A foreword is given by Jayne Seminare Docherty, and an introduction chapter sets out Wessinger's background and her opinion on the "cult" moniker, which she views as a pejorative. It also discusses brainwashing as a concept, which Wessinger views as simplistic but not entirely without merit, and the "case studies" that the book focuses on. She then, in an eponymous chapter, discusses millennialism as a concept, which she defines as a "belief in a collective, terrestrial salvation".

She splits the groups into three categories (fragile, assaulted, and revolutionary), fitting the Peoples Temple, Solar Temple, Aum Shinrikyo, and Heaven's Gate as fragile, the Branch Davidians as assaulted, and the Montana Freemen as revolutionary.

== Reception ==
The book received a positive reception. Benjamin Zablocki described it as "among the best" of books relating to millennialist violence, while Thomas Robbins described it as "perhaps indispensable". Gordon Anderson described it as "probably the best book in existence on the subject of the interface between NRMs and violence." Reviewer Brenda E. Brasher criticized the book for what she considered some minor errors, such as editing problems and repetition issues, though described it overall as a "very worthwhile text".
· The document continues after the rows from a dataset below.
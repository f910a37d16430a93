//! 规则引擎领域模型

use crate::error::{Result, RuleError};
use crate::operators::{ComparisonOperator, LogicalOperator};
use chrono::{DateTime, Utc};
use serde::{Deserialize, Serialize};
use serde_json::Value;
use std::fmt;
use uuid::Uuid;

/// 规则定义：一个具名的 AST 持有者
#[derive(Debug, Clone, PartialEq, Serialize, Deserialize)]
#[serde(rename_all = "camelCase")]
pub struct Rule {
    pub id: String,
    pub name: String,
    #[serde(default)]
    pub description: String,
    pub ast: ExpressionNode,
    #[serde(default = "Utc::now")]
    pub created_at: DateTime<Utc>,
    #[serde(default = "Utc::now")]
    pub updated_at: DateTime<Utc>,
}

impl Rule {
    pub fn new(name: impl Into<String>, description: impl Into<String>, ast: ExpressionNode) -> Self {
        let now = Utc::now();
        Self {
            id: Uuid::new_v4().to_string(),
            name: name.into(),
            description: description.into(),
            ast,
            created_at: now,
            updated_at: now,
        }
    }
}

/// 比较节点中的字面量
///
/// 解析时即确定类型，序列化时保留类型标签，避免重新加载后按字符串重新推断。
#[derive(Debug, Clone, PartialEq, Serialize, Deserialize)]
#[serde(tag = "type", content = "value", rename_all = "snake_case")]
pub enum Literal {
    Number(f64),
    String(String),
    Boolean(bool),
}

impl Literal {
    /// 将原始 token 解析为最窄的字面量类型：数值 > 布尔关键字 > 字符串
    pub fn resolve(token: &str) -> Self {
        if let Ok(n) = token.parse::<f64>() {
            if n.is_finite() {
                return Self::Number(n);
            }
        }

        match token {
            "true" => Self::Boolean(true),
            "false" => Self::Boolean(false),
            _ => Self::String(token.to_string()),
        }
    }

    /// 获取类型名称
    pub fn type_name(&self) -> &'static str {
        match self {
            Self::Number(_) => "number",
            Self::String(_) => "string",
            Self::Boolean(_) => "boolean",
        }
    }
}

impl fmt::Display for Literal {
    fn fmt(&self, f: &mut fmt::Formatter<'_>) -> fmt::Result {
        match self {
            Self::Number(n) => write!(f, "{}", n),
            Self::String(s) => f.write_str(s),
            Self::Boolean(b) => write!(f, "{}", b),
        }
    }
}

impl From<f64> for Literal {
    fn from(n: f64) -> Self {
        Self::Number(n)
    }
}

impl From<i32> for Literal {
    fn from(n: i32) -> Self {
        Self::Number(n as f64)
    }
}

impl From<i64> for Literal {
    fn from(n: i64) -> Self {
        Self::Number(n as f64)
    }
}

impl From<bool> for Literal {
    fn from(b: bool) -> Self {
        Self::Boolean(b)
    }
}

impl From<&str> for Literal {
    fn from(s: &str) -> Self {
        Self::String(s.to_string())
    }
}

impl From<String> for Literal {
    fn from(s: String) -> Self {
        Self::String(s)
    }
}

/// 表达式树允许的最大深度（单个比较节点深度为 1）
///
/// 该深度下的树序列化为 JSON 后嵌套层数仍低于 serde_json 的解析上限，
/// 解析结果可以原样作为 AST 提交评估。
pub const MAX_DEPTH: usize = 100;

/// 表达式节点
///
/// 逻辑节点独占左右子树；比较节点持有字段名和已解析的字面量。
/// 节点构造完成后不可变。
#[derive(Debug, Clone, PartialEq, Serialize, Deserialize)]
#[serde(tag = "type", rename_all = "snake_case")]
pub enum ExpressionNode {
    Operator {
        operator: LogicalOperator,
        left: Box<ExpressionNode>,
        right: Box<ExpressionNode>,
    },
    Comparison {
        operator: ComparisonOperator,
        field: String,
        value: Literal,
    },
}

impl ExpressionNode {
    pub fn comparison(
        field: impl Into<String>,
        operator: ComparisonOperator,
        value: impl Into<Literal>,
    ) -> Self {
        Self::Comparison {
            operator,
            field: field.into(),
            value: value.into(),
        }
    }

    pub fn logical(operator: LogicalOperator, left: Self, right: Self) -> Self {
        Self::Operator {
            operator,
            left: Box::new(left),
            right: Box::new(right),
        }
    }

    pub fn and(left: Self, right: Self) -> Self {
        Self::logical(LogicalOperator::And, left, right)
    }

    pub fn or(left: Self, right: Self) -> Self {
        Self::logical(LogicalOperator::Or, left, right)
    }

    /// 从 JSON 解码节点，结构不合法时返回 `InvalidNode`
    pub fn from_json_value(value: Value) -> Result<Self> {
        serde_json::from_value(value).map_err(|e| RuleError::InvalidNode(e.to_string()))
    }

    /// 比较节点数量
    pub fn comparison_count(&self) -> usize {
        match self {
            Self::Operator { left, right, .. } => left.comparison_count() + right.comparison_count(),
            Self::Comparison { .. } => 1,
        }
    }

    /// 树深度（单个比较节点深度为 1）
    pub fn depth(&self) -> usize {
        match self {
            Self::Operator { left, right, .. } => 1 + left.depth().max(right.depth()),
            Self::Comparison { .. } => 1,
        }
    }
}

/// 以后缀形式输出，例如 `age 18 >= income 50000 < AND`
impl fmt::Display for ExpressionNode {
    fn fmt(&self, f: &mut fmt::Formatter<'_>) -> fmt::Result {
        match self {
            Self::Operator {
                operator,
                left,
                right,
            } => write!(f, "{} {} {}", left, right, operator),
            Self::Comparison {
                operator,
                field,
                value,
            } => write!(f, "{} {} {}", field, value, operator),
        }
    }
}

/// 评估输入记录 - 字段名到动态类型值的映射
#[derive(Debug, Clone)]
pub struct Record {
    data: Value,
}

impl Default for Record {
    fn default() -> Self {
        Self {
            data: Value::Object(serde_json::Map::new()),
        }
    }
}

impl Record {
    pub fn new(data: Value) -> Self {
        Self { data }
    }

    /// 从 JSON 对象创建
    pub fn from_json(json: &str) -> std::result::Result<Self, serde_json::Error> {
        let data: Value = serde_json::from_str(json)?;
        Ok(Self { data })
    }

    /// 获取字段值
    ///
    /// 优先按完整字段名查找；找不到且字段名含 `.` 时按嵌套路径查找
    /// （如 "user.profile.age" 或 "items.0.name"）。`null` 视为缺失。
    pub fn get_field(&self, field: &str) -> Option<&Value> {
        let found = match self.data.get(field) {
            Some(v) => Some(v),
            None if field.contains('.') => self.get_path(field),
            None => None,
        };

        found.filter(|v| !v.is_null())
    }

    fn get_path(&self, path: &str) -> Option<&Value> {
        let mut current = &self.data;

        for part in path.split('.') {
            match current {
                Value::Object(map) => {
                    current = map.get(part)?;
                }
                Value::Array(arr) => {
                    let index: usize = part.parse().ok()?;
                    current = arr.get(index)?;
                }
                _ => return None,
            }
        }

        Some(current)
    }

    /// 获取底层数据
    pub fn data(&self) -> &Value {
        &self.data
    }
}

impl<K: Into<String>> FromIterator<(K, Value)> for Record {
    fn from_iter<I: IntoIterator<Item = (K, Value)>>(iter: I) -> Self {
        let map: serde_json::Map<String, Value> =
            iter.into_iter().map(|(k, v)| (k.into(), v)).collect();
        Self {
            data: Value::Object(map),
        }
    }
}

/// 评估结果
#[derive(Debug, Clone, Default, Serialize)]
#[serde(rename_all = "camelCase")]
pub struct EvaluationResult {
    pub matched: bool,
    #[serde(skip_serializing_if = "Option::is_none")]
    pub rule_id: Option<String>,
    pub matched_conditions: Vec<String>,
    pub evaluation_trace: Vec<String>,
    pub evaluation_time_ms: i64,
}

impl EvaluationResult {
    pub fn for_rule(rule_id: impl Into<String>) -> Self {
        Self {
            rule_id: Some(rule_id.into()),
            ..Default::default()
        }
    }
}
The chapter on the Montana Freeman conflict, in which Wessinger had personal involvement, was particularly praised by reviewers, though the chapter on the Branch Davidians was criticized. Robbins described the chapter as "disconcerting in places" due to what he perceived as its "fervent tone" in describing the violence done to the group, while Zablocki said there was a "stridency" in the chapter that was not present in the rest of the book. He argued that in this chapter "attempts at evenhandedness are largely abandoned", and criticized the chapter's descriptions of ex-members, though agreed with the general argument of the chapter.
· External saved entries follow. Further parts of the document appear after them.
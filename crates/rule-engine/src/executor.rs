//! 规则执行器
//!
//! 在求值的同时收集匹配的比较条件，可选记录逐节点的评估追踪。

use crate::compiler::CompiledRule;
use crate::error::Result;
use crate::evaluator::{ConditionEvaluator, depth_exceeded};
use crate::models::MAX_DEPTH;
use crate::models::{EvaluationResult, ExpressionNode, Record};
use std::time::Instant;

/// 规则执行器
#[derive(Debug, Clone, Copy, Default)]
pub struct RuleExecutor {
    /// 是否记录详细评估追踪
    trace_enabled: bool,
}

impl RuleExecutor {
    pub fn new() -> Self {
        Self {
            trace_enabled: false,
        }
    }

    /// 启用评估追踪
    pub fn with_trace(mut self) -> Self {
        self.trace_enabled = true;
        self
    }

    /// 执行已编译规则
    pub fn execute(&self, rule: &CompiledRule, record: &Record) -> Result<EvaluationResult> {
        let result = EvaluationResult::for_rule(rule.id());
        self.run(rule.root(), record, result)
    }

    /// 执行任意表达式树（不关联规则）
    pub fn execute_node(&self, node: &ExpressionNode, record: &Record) -> Result<EvaluationResult> {
        self.run(node, record, EvaluationResult::default())
    }

    fn run(
        &self,
        node: &ExpressionNode,
        record: &Record,
        mut result: EvaluationResult,
    ) -> Result<EvaluationResult> {
        let start = Instant::now();

        result.matched = self.evaluate_node(node, record, &mut result, "root", 1)?;
        result.evaluation_time_ms = start.elapsed().as_millis() as i64;

        Ok(result)
    }

    /// 递归评估节点
    fn evaluate_node(
        &self,
        node: &ExpressionNode,
        record: &Record,
        result: &mut EvaluationResult,
        path: &str,
        depth: usize,
    ) -> Result<bool> {
        if depth > MAX_DEPTH {
            return Err(depth_exceeded());
        }

        match node {
            ExpressionNode::Operator {
                operator,
                left,
                right,
            } => {
                // 两侧都求值，保证任一侧的错误都能暴露
                let left_matched = self.evaluate_node(
                    left,
                    record,
                    result,
                    &format!("{}.left", path),
                    depth + 1,
                )?;
                let right_matched = self.evaluate_node(
                    right,
                    record,
                    result,
                    &format!("{}.right", path),
                    depth + 1,
                )?;
                let matched = operator.apply(left_matched, right_matched);

                if self.trace_enabled {
                    result.evaluation_trace.push(format!(
                        "{}: {} ({}, {}) => {}",
                        path,
                        operator,
                        left_matched,
                        right_matched,
                        if matched { "MATCHED" } else { "NOT_MATCHED" }
                    ));
                }

                Ok(matched)
            }
            ExpressionNode::Comparison {
                operator,
                field,
                value,
            } => {
                let matched = ConditionEvaluator::evaluate(
                    field,
                    record.get_field(field),
                    *operator,
                    value,
                )?;

                if self.trace_enabled {
                    result.evaluation_trace.push(format!(
                        "{}: {} {} {} => {}",
                        path,
                        field,
                        operator,
                        value,
                        if matched { "MATCHED" } else { "NOT_MATCHED" }
                    ));
                }

                if matched {
                    result
                        .matched_conditions
                        .push(format!("{} {} {}", field, operator, value));
                }

                Ok(matched)
            }
        }
    }
}
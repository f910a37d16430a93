//! 规则引擎服务
//!
//! 提供 REST 接口的规则解析、组合与评估服务。

use anyhow::Result;
use axum::http::HeaderValue;
use rule_engine::api::{self, AppState};
use rule_engine::RuleStore;
use rule_shared::config::AppConfig;
use rule_shared::observability;
use tokio::net::TcpListener;
use tokio::signal;
use tower_http::cors::{Any, CorsLayer};
use tower_http::trace::TraceLayer;
use tracing::{info, warn};

#[tokio::main]
async fn main() -> Result<()> {
    let config = AppConfig::load("rule-engine").unwrap_or_else(|e| {
        eprintln!("Failed to load config, using defaults: {}", e);
        AppConfig::default()
    });

    let obs_config = config
        .observability
        .clone()
        .with_service_name(&config.service_name);
    let _guard = observability::init(&obs_config).await?;

    info!("Starting rule-engine service...");

    let store = RuleStore::new();
    info!("Rule store initialized");

    let state = AppState::new(store);

    let app = api::build_router(state)
        .layer(TraceLayer::new_for_http())
        .layer(cors_layer(&config));

    let listener = TcpListener::bind(config.server_addr()).await?;
    info!("HTTP server listening on {}", config.server_addr());

    axum::serve(listener, app)
        .with_graceful_shutdown(shutdown_signal())
        .await?;

    info!("Server shutdown complete");

    Ok(())
}

/// CORS 配置：通过 RULES_CORS_ORIGINS 环境变量控制允许的来源，默认允许全部
fn cors_layer(config: &AppConfig) -> CorsLayer {
    let allowed_origins = std::env::var("RULES_CORS_ORIGINS").unwrap_or_else(|_| "*".to_string());

    if allowed_origins == "*" {
        if config.is_production() {
            warn!("RULES_CORS_ORIGINS=\"*\" 在生产环境中不安全，请设置为具体域名");
        }
        return CorsLayer::new()
            .allow_origin(Any)
            .allow_methods(Any)
            .allow_headers(Any);
    }

    info!("CORS allowed_origins: {}", allowed_origins);
    let origins: Vec<_> = allowed_origins
        .split(',')
        .filter_map(|s| s.trim().parse::<HeaderValue>().ok())
        .collect();

    CorsLayer::new()
        .allow_origin(origins)
        .allow_methods(Any)
        .allow_headers(Any)
}

/// 监听关闭信号
async fn shutdown_signal() {
    let ctrl_c = async {
        if let Err(e) = signal::ctrl_c().await {
            warn!("Failed to install Ctrl+C handler: {}", e);
            std::future::pending::<()>().await;
        }
    };

    #[cfg(unix)]
    let terminate = async {
        match signal::unix::signal(signal::unix::SignalKind::terminate()) {
            Ok(mut sig) => {
                sig.recv().await;
            }
            Err(e) => {
                warn!("Failed to install SIGTERM handler: {}", e);
                std::future::pending::<()>().await;
            }
        }
    };

    #[cfg(not(unix))]
    let terminate = std::future::pending::<()>();

    tokio::select! {
        _ = ctrl_c => info!("Received Ctrl+C, initiating graceful shutdown..."),
        _ = terminate => info!("Received SIGTERM, initiating graceful shutdown..."),
    }
}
The reception to Wessinger's analytical methods was mixed. Zablocki argued that by dividing the six groups into three categories (putting four in one and the other two in one each) "there is no way that anyone can fairly assess the extent to which these categories (or dimensions) really delineate the species". Anderson praised the value of Wessinger's methods for determining whether a group may or may not become violent. Jean-François Mayer agreed with her categorization of the Order of the Solar Temple as a "fragile group", though noted the group itself had aimed to be seen as an "assaulted" one.

Some specific errors were criticized, especially in regard to the Solar Temple and Heaven's Gate, with Zablocki noting several "minor but unsettling inaccuracies in chronology". Brasher criticized the book for at times making "seriously questionable statements" with little supporting evidence, using for example Wessinger's claim that for black residents of Jonestown it had been an improvement on life in racist America. A review from Choice was mixed. They noted Wessinger was "obviously more knowledgable about the Branch Davidians and Montana Freedmen" out of the groups included in the volume, saying that she was "at her best as a chronicler" and that the sections related to that were excellent. The reviewer criticized the interpretations she drew as "simplistic, naive, and self-serving" and too defensive of her academic field and too critical of law enforcement.